Load Packages and Data
library(completejourney)
library(tidyverse)
data("transactions_sample")
data("products")
data("demographics")
data("campaigns")
transactions <- transactions_sample
products <- products
demographics <- demographics
campaigns <- campaigns
head(transactions)
## # A tibble: 6 × 11
## household_id store_id basket_id product_id quantity sales_value retail_disc
## <chr> <chr> <chr> <chr> <dbl> <dbl> <dbl>
## 1 2261 309 31625220889 940996 1 3.86 0.43
## 2 2131 368 32053127496 873902 1 1.59 0.9
## 3 511 316 32445856036 847901 1 1 0.69
## 4 400 388 31932241118 13094913 2 11.9 2.9
## 5 918 340 32074655895 1085604 1 1.29 0
## 6 718 324 32614612029 883203 1 2.5 0.49
## # ℹ 4 more variables: coupon_disc <dbl>, coupon_match_disc <dbl>, week <int>,
## # transaction_timestamp <dttm>
head(products)
## # A tibble: 6 × 7
## product_id manufacturer_id department brand product_category product_type
## <chr> <chr> <chr> <fct> <chr> <chr>
## 1 25671 2 GROCERY Nation… FRZN ICE ICE - CRUSH…

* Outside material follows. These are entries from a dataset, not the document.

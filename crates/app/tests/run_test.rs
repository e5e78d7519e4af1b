//! End-to-end `run` against a local upstream.

#![allow(clippy::unwrap_used)]

use std::path::{Path, PathBuf};

use apiprobe::{RunArgs, RunSummary, run};
use apiprobe_infrastructure::HarnessConfig;
use pretty_assertions::assert_eq;
use serde_json::{Value, json};
use wiremock::matchers::{method, path};
use wiremock::{Mock, MockServer, ResponseTemplate};

const SUITE: &str = r"
name: users
cases:
  - name: get user
    request:
      path: users/1
    assertions:
      - type: status_code
        expected: 200
      - type: json_schema
        schema: user
  - name: delete user
    request:
      method: DELETE
      path: users/1
    assertions:
      - type: status_code
        expected: 200
";

const FAILING_SUITE: &str = r#"{
  "name": "posts",
  "cases": [
    {
      "name": "posts are listed",
      "request": {"path": "posts"},
      "assertions": [{"type": "status_code", "expected": 200}]
    }
  ]
}"#;

async fn upstream() -> MockServer {
    let server = MockServer::start().await;
    Mock::given(method("GET"))
        .and(path("/users/1"))
        .respond_with(ResponseTemplate::new(200).set_body_json(json!({
            "id": 1,
            "name": "Leanne Graham",
            "username": "Bret",
            "email": "Sincere@april.biz"
        })))
        .mount(&server)
        .await;
    Mock::given(method("DELETE"))
        .and(path("/users/1"))
        .respond_with(ResponseTemplate::new(200))
        .mount(&server)
        .await;
    Mock::given(method("GET"))
        .and(path("/posts"))
        .respond_with(ResponseTemplate::new(500))
        .mount(&server)
        .await;
    server
}

fn args(root: &Path, server: &MockServer) -> RunArgs {
    RunArgs {
        suites: root.join("suites"),
        base_url: Some(server.uri()),
        schemas: Some(PathBuf::from(concat!(env!("CARGO_MANIFEST_DIR"), "/../../schemas"))),
        results: Some(root.join("results")),
        ..RunArgs::default()
    }
}

fn result_documents(dir: &Path) -> Vec<Value> {
    std::fs::read_dir(dir)
        .unwrap()
        .map(|e| e.unwrap().path())
        .filter(|p| p.to_string_lossy().ends_with("-result.json"))
        .map(|p| serde_json::from_str(&std::fs::read_to_string(p).unwrap()).unwrap())
        .collect()
}

#[tokio::test]
async fn passing_suite_writes_one_result_per_case() {
    let server = upstream().await;
    let root = tempfile::tempdir().unwrap();
    std::fs::create_dir(root.path().join("suites")).unwrap();
    std::fs::write(root.path().join("suites/users.yaml"), SUITE).unwrap();

    let results = root.path().join("results");
    std::fs::create_dir(&results).unwrap();
    std::fs::write(results.join("old-result.json"), "{}").unwrap();

    let summary = run(&args(root.path(), &server), HarnessConfig::default())
        .await
        .unwrap();

    assert_eq!(
        summary,
        RunSummary {
            passed: 2,
            ..RunSummary::default()
        }
    );
    assert!(summary.is_success());

    let documents = result_documents(&results);
    assert_eq!(documents.len(), 2);
    assert!(documents.iter().all(|d| d["status"] == "passed"));
    assert!(!results.join("old-result.json").exists());
}

#[tokio::test]
async fn failing_case_makes_the_run_unsuccessful() {
    let server = upstream().await;
    let root = tempfile::tempdir().unwrap();
    std::fs::create_dir(root.path().join("suites")).unwrap();
    std::fs::write(root.path().join("suites/users.yaml"), SUITE).unwrap();
    std::fs::write(root.path().join("suites/posts.json"), FAILING_SUITE).unwrap();

    let summary = run(&args(root.path(), &server), HarnessConfig::default())
        .await
        .unwrap();

    assert_eq!(summary.passed, 2);
    assert_eq!(summary.failed, 1);
    assert!(!summary.is_success());
}

#[tokio::test]
async fn missing_suites_directory_is_an_error() {
    let server = upstream().await;
    let root = tempfile::tempdir().unwrap();

    let err = run(&args(root.path(), &server), HarnessConfig::default())
        .await
        .unwrap_err();
    assert!(format!("{err:#}").contains("loading suites"));
}
//! Base API client
//!
//! Joins endpoints onto a base URL and forwards requests to the
//! [`HttpClient`] port. Responses come back untouched: checking them is the
//! job of the assertion library.

use apiprobe_domain::request::{DEFAULT_TIMEOUT_MS, HttpMethod, RequestBody, RequestSpec};
use apiprobe_domain::response::ResponseSpec;
use serde_json::Value;
use tracing::debug;

use crate::error::ApplicationResult;
use crate::ports::HttpClient;

/// HTTP session bound to one base URL.
#[derive(Debug, Clone)]
pub struct ApiClient<C> {
    base_url: String,
    http: C,
    timeout_ms: u64,
}

impl<C: HttpClient> ApiClient<C> {
    /// Creates a client for `base_url`. A trailing `/` is ignored.
    #[must_use]
    pub fn new(base_url: impl Into<String>, http: C) -> Self {
        let base_url = base_url.into().trim_end_matches('/').to_string();
        Self {
            base_url,
            http,
            timeout_ms: DEFAULT_TIMEOUT_MS,
        }
    }

    /// Sets the per-request transport timeout (builder pattern).
    #[must_use]
    pub const fn with_timeout_ms(mut self, timeout_ms: u64) -> Self {
        self.timeout_ms = timeout_ms;
        self
    }

    /// The base URL requests are sent to.
    #[must_use]
    pub fn base_url(&self) -> &str {
        &self.base_url
    }

    /// The transport requests are forwarded to.
    #[must_use]
    pub const fn http(&self) -> &C {
        &self.http
    }

    /// Absolute URL for `endpoint`, which may or may not start with `/`.
    #[must_use]
    pub fn url_for(&self, endpoint: &str) -> String {
        format!("{}/{}", self.base_url, endpoint.trim_start_matches('/'))
    }

    /// Builds a request for `endpoint` with the client's defaults applied.
    #[must_use]
    pub fn request(&self, method: HttpMethod, endpoint: &str) -> RequestSpec {
        RequestSpec::new(method, self.url_for(endpoint))
            .with_header("Accept", "application/json")
            .with_timeout_ms(self.timeout_ms)
    }

    /// Sends a prepared request.
    ///
    /// # Errors
    ///
    /// Returns an error if the request fails at the transport level.
    pub async fn send(&self, request: RequestSpec) -> ApplicationResult<ResponseSpec> {
        debug!(method = %request.method, url = %request.url, "sending request");
        let response = self.http.execute(&request).await?;
        debug!(
            status = response.status,
            elapsed_ms = response.duration.as_millis(),
            "received response"
        );
        Ok(response)
    }

    /// GET `endpoint`.
    ///
    /// # Errors
    ///
    /// Returns an error if the request fails at the transport level.
    pub async fn get(&self, endpoint: &str) -> ApplicationResult<ResponseSpec> {
        self.send(self.request(HttpMethod::Get, endpoint)).await
    }

    /// GET `endpoint` with query parameters.
    ///
    /// # Errors
    ///
    /// Returns an error if the request fails at the transport level.
    pub async fn get_with_query(
        &self,
        endpoint: &str,
        query: &[(&str, String)],
    ) -> ApplicationResult<ResponseSpec> {
        let request = query
            .iter()
            .fold(self.request(HttpMethod::Get, endpoint), |req, (k, v)| {
                req.with_query(*k, v.clone())
            });
        self.send(request).await
    }

    /// POST `body` as JSON to `endpoint`.
    ///
    /// # Errors
    ///
    /// Returns an error if the body cannot be encoded or the request fails
    /// at the transport level.
    pub async fn post(&self, endpoint: &str, body: &Value) -> ApplicationResult<ResponseSpec> {
        let request = self
            .request(HttpMethod::Post, endpoint)
            .with_body(RequestBody::from_value(body)?);
        self.send(request).await
    }

    /// PUT `body` as JSON to `endpoint`.
    ///
    /// # Errors
    ///
    /// Returns an error if the body cannot be encoded or the request fails
    /// at the transport level.
    pub async fn put(&self, endpoint: &str, body: &Value) -> ApplicationResult<ResponseSpec> {
        let request = self
            .request(HttpMethod::Put, endpoint)
            .with_body(RequestBody::from_value(body)?);
        self.send(request).await
    }

    /// DELETE `endpoint`.
    ///
    /// # Errors
    ///
    /// Returns an error if the request fails at the transport level.
    pub async fn delete(&self, endpoint: &str) -> ApplicationResult<ResponseSpec> {
        self.send(self.request(HttpMethod::Delete, endpoint)).await
    }
}
//! Harness error types

use std::path::PathBuf;

use apiprobe_domain::AssertionFailure;
use thiserror::Error;

/// Errors raised by the assertion library and schema validation.
///
/// Only [`HarnessError::Assertion`] means the data under test was wrong.
/// The schema variants point at a broken harness (missing or malformed
/// schema file) and must not be read as a data mismatch.
#[derive(Debug, Error)]
pub enum HarnessError {
    /// An expectation about the response or payload did not hold.
    #[error(transparent)]
    Assertion(#[from] AssertionFailure),

    /// No schema file exists for the requested name.
    #[error("Schema file not found: {}", path.display())]
    SchemaNotFound {
        /// Requested schema name.
        name: String,
        /// Path that was looked up.
        path: PathBuf,
    },

    /// The schema file exists but could not be read or is not JSON.
    #[error("Failed to load schema {}: {message}", path.display())]
    SchemaLoad {
        /// Path of the schema file.
        path: PathBuf,
        /// Underlying error text.
        message: String,
    },

    /// The schema document is not a valid JSON Schema.
    #[error("Invalid schema {name}: {message}")]
    InvalidSchema {
        /// Schema name.
        name: String,
        /// Compiler error text.
        message: String,
    },
}

impl HarnessError {
    /// Returns the assertion failure, if this is one.
    #[must_use]
    pub const fn as_assertion(&self) -> Option<&AssertionFailure> {
        match self {
            Self::Assertion(failure) => Some(failure),
            _ => None,
        }
    }

    /// Returns true when the error points at the harness rather than the data.
    #[must_use]
    pub const fn is_harness_fault(&self) -> bool {
        !matches!(self, Self::Assertion(_))
    }
}

/// Result type alias for harness operations.
pub type HarnessResult<T> = Result<T, HarnessError>;
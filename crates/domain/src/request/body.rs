//! HTTP Request body types

use serde::{Deserialize, Serialize};
use serde_json::Value;

use crate::error::{DomainError, DomainResult};

/// The kind of request body.
#[derive(Debug, Clone, PartialEq, Eq, Serialize, Deserialize, Default)]
#[serde(tag = "type", rename_all = "snake_case")]
pub enum RequestBodyKind {
    /// No body
    #[default]
    None,
    /// Raw text/JSON body
    Raw {
        /// The content type (e.g., "application/json", "text/plain")
        content_type: String,
    },
}

/// HTTP request body with content and type information.
#[derive(Debug, Clone, PartialEq, Eq, Serialize, Deserialize, Default)]
pub struct RequestBody {
    /// The kind of body
    pub kind: RequestBodyKind,
    /// The encoded body content
    #[serde(default)]
    pub content: String,
}

impl RequestBody {
    /// Creates an empty body.
    #[must_use]
    pub const fn none() -> Self {
        Self {
            kind: RequestBodyKind::None,
            content: String::new(),
        }
    }

    /// Creates a JSON body from already-encoded text.
    #[must_use]
    pub fn json(content: impl Into<String>) -> Self {
        Self {
            kind: RequestBodyKind::Raw {
                content_type: "application/json".to_string(),
            },
            content: content.into(),
        }
    }

    /// Encodes a JSON value as the request body.
    ///
    /// # Errors
    ///
    /// Returns [`DomainError::InvalidBody`] if the value cannot be encoded.
    pub fn from_value(value: &Value) -> DomainResult<Self> {
        serde_json::to_string(value)
            .map(Self::json)
            .map_err(|e| DomainError::InvalidBody(e.to_string()))
    }

    /// Creates a plain text body.
    #[must_use]
    pub fn text(content: impl Into<String>) -> Self {
        Self {
            kind: RequestBodyKind::Raw {
                content_type: "text/plain".to_string(),
            },
            content: content.into(),
        }
    }

    /// Returns whether the body is empty or none.
    #[must_use]
    #[allow(clippy::missing_const_for_fn)] // String::is_empty is not const
    pub fn is_empty(&self) -> bool {
        matches!(self.kind, RequestBodyKind::None) || self.content.is_empty()
    }

    /// Returns the content type if applicable.
    #[must_use]
    pub fn content_type(&self) -> Option<&str> {
        match &self.kind {
            RequestBodyKind::None => None,
            RequestBodyKind::Raw { content_type } => Some(content_type),
        }
    }
}

#[cfg(test)]
#[allow(clippy::unwrap_used)]
mod tests {
    use super::*;
    use serde_json::json;

    #[test]
    fn encodes_json_values() {
        let body = RequestBody::from_value(&json!({"name": "Alice"})).unwrap();
        assert_eq!(body.content_type(), Some("application/json"));
        assert_eq!(body.content, r#"{"name":"Alice"}"#);
        assert!(!body.is_empty());
    }

    #[test]
    fn none_has_no_content_type() {
        let body = RequestBody::none();
        assert!(body.is_empty());
        assert_eq!(body.content_type(), None);
    }
}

## 2 26081 2 MISCELLANEOUS Nation… <NA> <NA>
## 3 26093 69 PASTRY Private BREAD BREAD:ITALI…
## 4 26190 69 GROCERY Private FRUIT - SHELF S… APPLE SAUCE
## 5 26355 69 GROCERY Private COOKIES/CONES SPECIALTY C…
## 6 26426 69 GROCERY Private SPICES & EXTRAC… SPICES & SE…
## # ℹ 1 more variable: package_size <chr>
head(demographics)
## # A tibble: 6 × 8
## household_id age income home_ownership marital_status household_size
## <chr> <ord> <ord> <ord> <ord> <ord>
## 1 1 65+ 35-49K Homeowner Married 2
## 2 1001 45-54 50-74K Homeowner Unmarried 1
## 3 1003 35-44 25-34K <NA> Unmarried 1
## 4 1004 25-34 15-24K <NA> Unmarried 1
## 5 101 45-54 Under 15K Homeowner Married 4
## 6 1012 35-44 35-49K <NA> Married 5+
## # ℹ 2 more variables: household_comp <ord>, kids_count <ord>
head(campaigns)
## # A tibble: 6 × 2
## campaign_id household_id
## <chr> <chr>
## 1 1 105
## 2 1 1238
## 3 1 1258
## 4 1 1483
## 5 1 2200
## 6 1 293
Plot 1: Top Product Categories by Sales in Each Income Bracket
transactions_joined <- transactions %>%
left_join(products, by = "product_id") %>%
left_join(demographics, by = "household_id") %>%
filter(!is.na(income) & !is.na(product_category))
top_categories <- transactions_joined %>%
group_by(income, product_category) %>%
summarise(total_sales = sum(sales_value, na.rm = TRUE)) %>%
group_by(income) %>%
slice_max(total_sales, n = 3, with_ties = FALSE) %>%
ungroup() %>%
mutate(product_category = fct_reorder(product_category, total_sales))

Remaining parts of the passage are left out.